All deaths from January 1, 2011 to December 31, 2013 of subjects resident in Italy and aged ≥ 20 years with any mention in the death certificate of HCV (ICD-10 codes B17.1, B18.2) or HBV infection (ICD-10 B16.0-B16.9, B17.0, B18.0, B18.1) were extracted. Age and gender-specific mortality rates were computed for the whole nation as well as by area of residence (North-West, North-East, Centre, South, Islands). The geographical variability in HCV-related mortality rates was summarized by directly age-standardized rates (European standard population) both for the whole population aged ≥ 20 years, and for broad age classes. Proportional mortality was defined as the percentage of deaths with any mention of HCV or HBV out of all registered deaths, and was computed by age, gender, and immigrant status based on the country of citizenship. To deal with larger numbers, non-Italian countries of citizenship were grouped by area of provenance on the basis of macro-geographical regions and sub-regions: North Africa, Sub-Saharan Africa, South Asia (Indian subcontinent), other Asian countries, Central and South America, EU15 and other developed countries. Furthermore, analyses were restricted to the 20-59-year age band, where the immigrant population is more represented. Among deaths with mention of HCV or HBV infection, the selected UCOD was analyzed by age class according to broad nosological sectors: viral hepatitis, liver cancer, and chronic liver diseases (ICD-10 B15-B19, C22, K70, K73, K74), acquired immunodeficiency syndrome (AIDS, B20-B24), neoplasms other than liver cancer (C00-D48, except for C22), circulatory diseases (I00-I99), and a residual category including all other diseases.
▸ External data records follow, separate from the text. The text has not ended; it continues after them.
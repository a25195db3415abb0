//! Object stores and the storage writer that lays out staging and raw-zone keys.
mod http;
mod local;
mod memory;
mod writer;

use std::path::Path;

use bytes::Bytes;

use crate::StorageError;

pub use http::{HttpObjectStore, StoreToken, CREDENTIALS_ENV_VAR};
pub use local::LocalObjectStore;
pub use memory::MemoryObjectStore;
pub use writer::StorageWriter;

/// A flat key/value object store.
///
/// `put` must either make the full body visible at `key` or leave the key
/// untouched; partial objects are never observable.
#[async_trait::async_trait]
pub trait ObjectStore: Send + Sync {
    async fn put(&self, key: &str, body: Bytes) -> Result<(), StorageError>;

    /// Uploads a local file. Stores that can copy files directly override this.
    async fn put_file(&self, key: &str, path: &Path) -> Result<(), StorageError> {
        let body = tokio::fs::read(path).await.map_err(|source| StorageError::Io {
            key: key.to_string(),
            source,
        })?;
        self.put(key, Bytes::from(body)).await
    }

    /// Short human-readable location, for logs.
    fn describe(&self) -> String;
}

/// Rejects keys that could escape the store root or collide with directories.
pub(crate) fn validate_key(key: &str) -> Result<(), StorageError> {
    let valid = !key.is_empty()
        && !key.starts_with('/')
        && !key.contains('\\')
        && key
            .split('/')
            .all(|segment| !segment.is_empty() && segment != "." && segment != "..");
    if valid {
        Ok(())
    } else {
        Err(StorageError::InvalidKey(key.to_string()))
    }
}
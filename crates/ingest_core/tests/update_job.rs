use chrono::NaiveDate;
use ingest_core::{
    update, DocStage, Effect, ErrorKind, JobParameters, JobPhase, JobState, JobStatus, LinkRecord,
    Msg,
};
use pretty_assertions::assert_eq;

fn capture_date() -> NaiveDate {
    NaiveDate::from_ymd_opt(2025, 11, 22).unwrap()
}

fn new_state(max_files: usize) -> JobState {
    let params = JobParameters::new("meu_dataset", "http://x/")
        .unwrap()
        .with_max_files(max_files)
        .unwrap();
    JobState::new(params, capture_date())
}

fn dispatched(effects: &[Effect]) -> Vec<(usize, String, String)> {
    effects
        .iter()
        .filter_map(|e| match e {
            Effect::DispatchDocument {
                doc_id,
                url,
                source_name,
            } => Some((*doc_id, url.clone(), source_name.clone())),
            _ => None,
        })
        .collect()
}

fn running_state(urls: &[&str]) -> (JobState, Vec<Effect>) {
    let links: Vec<LinkRecord> = urls.iter().map(|u| LinkRecord::new(*u, "")).collect();
    let (state, effects) = update(new_state(10), Msg::LinksFetched(links));
    assert_eq!(effects, vec![Effect::FilterLinks]);
    update(
        state,
        Msg::LinksFiltered(urls.iter().map(|u| u.to_string()).collect()),
    )
}

#[test]
fn filtered_links_are_dispatched_in_order_with_unique_names() {
    let (state, effects) = running_state(&["http://x/2024/a.pdf", "http://x/b.pdf", "http://x/2025/a.pdf"]);
    let docs = dispatched(&effects);

    assert_eq!(state.phase(), JobPhase::Running);
    assert_eq!(docs.len(), 3);
    assert_eq!(docs[0], (0, "http://x/2024/a.pdf".into(), "a.pdf".into()));
    assert_eq!(docs[1], (1, "http://x/b.pdf".into(), "b.pdf".into()));
    assert!(docs[2].2.starts_with("a--") && docs[2].2.ends_with(".pdf"));
}

#[test]
fn max_files_caps_dispatch() {
    let links: Vec<LinkRecord> = (0..5)
        .map(|i| LinkRecord::new(format!("http://x/{i}.pdf"), ""))
        .collect();
    let urls = links.iter().map(|l| l.url.clone()).collect();
    let (state, _) = update(new_state(2), Msg::LinksFetched(links));
    let (_, effects) = update(state, Msg::LinksFiltered(urls));
    assert_eq!(dispatched(&effects).len(), 2);
}

#[test]
fn empty_selection_completes_immediately() {
    let (state, _) = update(new_state(10), Msg::LinksFetched(Vec::new()));
    let (state, effects) = update(state, Msg::LinksFiltered(Vec::new()));

    assert_eq!(effects, vec![Effect::Finished(JobStatus::Completed)]);
    let report = state.report();
    assert_eq!(report.status, JobStatus::Completed);
    assert!(report.manifest.is_empty());
    assert!(report.failures.is_empty());
}

#[test]
fn all_done_writes_metadata_then_completes() {
    let (state, _) = running_state(&["http://x/a.pdf", "http://x/b.pdf"]);
    let (state, _) = update(
        state,
        Msg::DocumentStage {
            doc_id: 0,
            stage: DocStage::Fetching,
        },
    );
    assert_eq!(state.document(0).unwrap().stage, DocStage::Fetching);

    let (state, effects) = update(
        state,
        Msg::DocumentDone {
            doc_id: 0,
            keys: vec!["staging/meu_dataset/data_captura=20251122/a.pdf".into()],
        },
    );
    assert!(effects.is_empty());

    let (state, effects) = update(
        state,
        Msg::DocumentDone {
            doc_id: 1,
            keys: vec!["staging/meu_dataset/data_captura=20251122/b.pdf".into()],
        },
    );
    assert_eq!(effects, vec![Effect::WriteMetadata]);
    assert_eq!(state.phase(), JobPhase::Finalizing);

    let key = state.metadata_key();
    assert_eq!(key, "raw/meu_dataset/data_captura=20251122/metadata.json");
    let (state, effects) = update(state, Msg::MetadataWritten { key: key.clone() });
    assert_eq!(effects, vec![Effect::Finished(JobStatus::Completed)]);

    let report = state.report();
    assert_eq!(report.status, JobStatus::Completed);
    assert_eq!(report.manifest.keys.len(), 2);
    assert_eq!(report.manifest.metadata_key, Some(key));
}

#[test]
fn one_failure_among_successes_is_partial() {
    let (state, _) = running_state(&["http://x/a.pdf", "http://x/b.pdf"]);
    let (state, _) = update(
        state,
        Msg::DocumentDone {
            doc_id: 0,
            keys: vec!["staging/meu_dataset/data_captura=20251122/a.pdf".into()],
        },
    );
    let (state, effects) = update(
        state,
        Msg::DocumentFailed {
            doc_id: 1,
            kind: ErrorKind::Fetch,
            message: "http status 500".into(),
            keys: Vec::new(),
        },
    );
    assert_eq!(effects, vec![Effect::WriteMetadata]);
    let (state, effects) = update(
        state,
        Msg::MetadataFailed {
            message: "bucket unavailable".into(),
        },
    );
    assert_eq!(effects, vec![Effect::Finished(JobStatus::PartiallyFailed)]);

    let report = state.report();
    assert_eq!(report.status, JobStatus::PartiallyFailed);
    assert_eq!(
        report.manifest.keys.iter().collect::<Vec<_>>(),
        vec!["staging/meu_dataset/data_captura=20251122/a.pdf"]
    );
    assert_eq!(report.failures.len(), 2);
    assert_eq!(report.failures[0].url, "http://x/b.pdf");
    assert_eq!(report.failures[0].kind, ErrorKind::Fetch);
    assert_eq!(report.failures[1].kind, ErrorKind::Storage);
}

#[test]
fn all_failures_skip_metadata_and_fail() {
    let (state, _) = running_state(&["http://x/a.pdf"]);
    let (state, effects) = update(
        state,
        Msg::DocumentFailed {
            doc_id: 0,
            kind: ErrorKind::Extraction,
            message: "not a pdf".into(),
            keys: Vec::new(),
        },
    );
    assert_eq!(effects, vec![Effect::Finished(JobStatus::Failed)]);
    assert!(state.is_finished());
}

#[test]
fn settled_documents_ignore_late_messages() {
    let (state, _) = running_state(&["http://x/a.pdf", "http://x/b.pdf"]);
    let (state, _) = update(
        state,
        Msg::DocumentFailed {
            doc_id: 0,
            kind: ErrorKind::Cancelled,
            message: "cancelled".into(),
            keys: Vec::new(),
        },
    );
    let (state, _) = update(
        state,
        Msg::DocumentDone {
            doc_id: 0,
            keys: vec!["late".into()],
        },
    );
    let (state, _) = update(
        state,
        Msg::DocumentStage {
            doc_id: 0,
            stage: DocStage::Uploading,
        },
    );
    let doc = state.document(0).unwrap();
    assert_eq!(doc.stage, DocStage::Failed);
    assert!(doc.keys.is_empty());
}

#[test]
fn out_of_phase_messages_are_ignored() {
    let state = new_state(10);
    let (state, effects) = update(state, Msg::LinksFiltered(vec!["http://x/a.pdf".into()]));
    assert!(effects.is_empty());
    assert_eq!(state.phase(), JobPhase::Initialized);
}

#[test]
fn metadata_document_is_stable_and_sorted() {
    let (state, _) = running_state(&["http://x/b.pdf", "http://x/a.pdf"]);
    let (state, _) = update(
        state,
        Msg::DocumentFetched {
            doc_id: 0,
            checksum: "bb".into(),
            byte_size: 2,
        },
    );
    let (state, _) = update(
        state,
        Msg::DocumentDone {
            doc_id: 0,
            keys: vec!["k2".into(), "k1".into()],
        },
    );
    let (state, _) = update(
        state,
        Msg::DocumentDone {
            doc_id: 1,
            keys: vec!["k3".into()],
        },
    );
    let doc = state.metadata_document();
    assert_eq!(doc["capture_date"], "2025-11-22");
    assert_eq!(doc["documents"][0]["url"], "http://x/a.pdf");
    assert_eq!(doc["documents"][1]["sha256"], "bb");
    assert_eq!(doc["documents"][1]["keys"], serde_json::json!(["k1", "k2"]));
    assert_eq!(state.metadata_document(), doc);
}

#[test]
fn discovery_failure_fails_the_job_with_one_entry() {
    let (state, effects) = update(
        new_state(10),
        Msg::DiscoveryFailed {
            kind: ErrorKind::Fetch,
            message: "http://x/ returned 404 Not Found".into(),
        },
    );

    assert_eq!(effects, vec![Effect::Finished(JobStatus::Failed)]);
    let report = state.report();
    assert_eq!(report.status, JobStatus::Failed);
    assert_eq!(report.documents_attempted, 0);
    assert!(report.manifest.is_empty());
    assert_eq!(report.failed_urls(), vec!["http://x/"]);
    assert_eq!(report.failures[0].kind, ErrorKind::Fetch);
}

#[test]
fn discovery_failure_after_links_is_ignored() {
    let (state, _) = update(new_state(10), Msg::LinksFetched(Vec::new()));
    let (state, effects) = update(
        state,
        Msg::DiscoveryFailed {
            kind: ErrorKind::Cancelled,
            message: "late".into(),
        },
    );
    assert!(effects.is_empty());
    assert_eq!(state.phase(), JobPhase::LinksFetched);
}

#[test]
fn metadata_failure_keeps_job_from_completing() {
    let (state, _) = running_state(&["http://x/a.pdf"]);
    let (state, effects) = update(
        state,
        Msg::DocumentDone {
            doc_id: 0,
            keys: vec!["staging/meu_dataset/data_captura=20251122/a.pdf".into()],
        },
    );
    assert_eq!(effects, vec![Effect::WriteMetadata]);
    let (state, effects) = update(
        state,
        Msg::MetadataFailed {
            message: "bucket unavailable".into(),
        },
    );

    assert_eq!(effects, vec![Effect::Finished(JobStatus::PartiallyFailed)]);
    let report = state.report();
    assert_eq!(report.status, JobStatus::PartiallyFailed);
    assert_eq!(report.failures.len(), 1);
    assert_eq!(report.failures[0].kind, ErrorKind::Storage);
}

#[test]
fn keys_of_failed_documents_are_reported_as_orphaned() {
    let staging = "staging/meu_dataset/data_captura=20251122/a.html";
    let (state, _) = running_state(&["http://x/a.html"]);
    let (state, effects) = update(
        state,
        Msg::DocumentFailed {
            doc_id: 0,
            kind: ErrorKind::Storage,
            message: "store rejected raw key with status 403".into(),
            keys: vec![staging.into()],
        },
    );
    // Something reached the store, so the job still records its metadata.
    assert_eq!(effects, vec![Effect::WriteMetadata]);
    assert_eq!(state.metadata_document()["orphaned_keys"], serde_json::json!([staging]));
    assert_eq!(state.metadata_document()["documents"], serde_json::json!([]));

    let key = state.metadata_key();
    let (state, effects) = update(state, Msg::MetadataWritten { key: key.clone() });
    assert_eq!(effects, vec![Effect::Finished(JobStatus::Failed)]);

    let manifest = state.report().manifest;
    assert!(manifest.keys.is_empty());
    assert_eq!(manifest.orphaned.iter().collect::<Vec<_>>(), vec![staging]);
    assert_eq!(
        manifest.all_keys().into_iter().collect::<Vec<_>>(),
        vec![key, staging.to_string()]
    );
}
Out of 1787434 deaths of subjects aged ≥ 20 years in the causes of death registry, HCV infection was mentioned in 1.6% (n = 27730) and HBV infection in 0.2% (n = 3838). These two groups included 647 decedents presenting with HBV-HCV co-infection. Figure 1 shows that the mortality rate associated with HCV infection increased exponentially with age in both genders, and among the elderly, the male to female ratio was close to unity. A further peak was observed in the 50-54-year age-group, especially among males, with a male to female ratio equal to 5.3. Mortality rates associated with HBV infection increased slowly with age and were always higher in the male gender. Proportional mortality figures (Figure 2) confirmed the bimodal distribution of HCV-related deaths. The selected UCOD was a liver disease (cirrhosis, liver cancer, viral hepatitis) in the majority of deaths with mention of HCV or HBV infection. This was observed especially in subjects aged 50-79 years (Figure 3). Among younger decedents a large proportion was represented by AIDS, whereas among the very elderly the UCOD was more evenly distributed across different nosological sectors.
Figure 1 Mortality associated with hepatitis C virus and hepatitis B virus infection: Age and gender-specific mortality rates, Italy 2011-2013.
HBV: Hepatitis B virus; HCV: Hepatitis C virus.
Figure 2 Mortality associated with hepatitis C virus and hepatitis B virus infection: Age and gender-specific proportional mortality, Italy 2011-2013.
HBV: Hepatitis B virus; HCV: Hepatitis C virus.
Figure 3 Distribution of the underlying cause of death among decedents with mention of hepatitis C or hepatitis B infection, by age class, Italy, 2011-2013.
The overall age-standardized HCV-related mortality rate was higher in Southern Italy (Table 1). However, the findings were observed to vary depending on the age class. The peak in mortality among people aged ≥ 60 years was higher in Southern Italy, whereas mortality rates in the 40-59-year age band, corresponding to the lower peak registered among middle-aged subjects, was more pronounced in the North-Western and Central regions of the country.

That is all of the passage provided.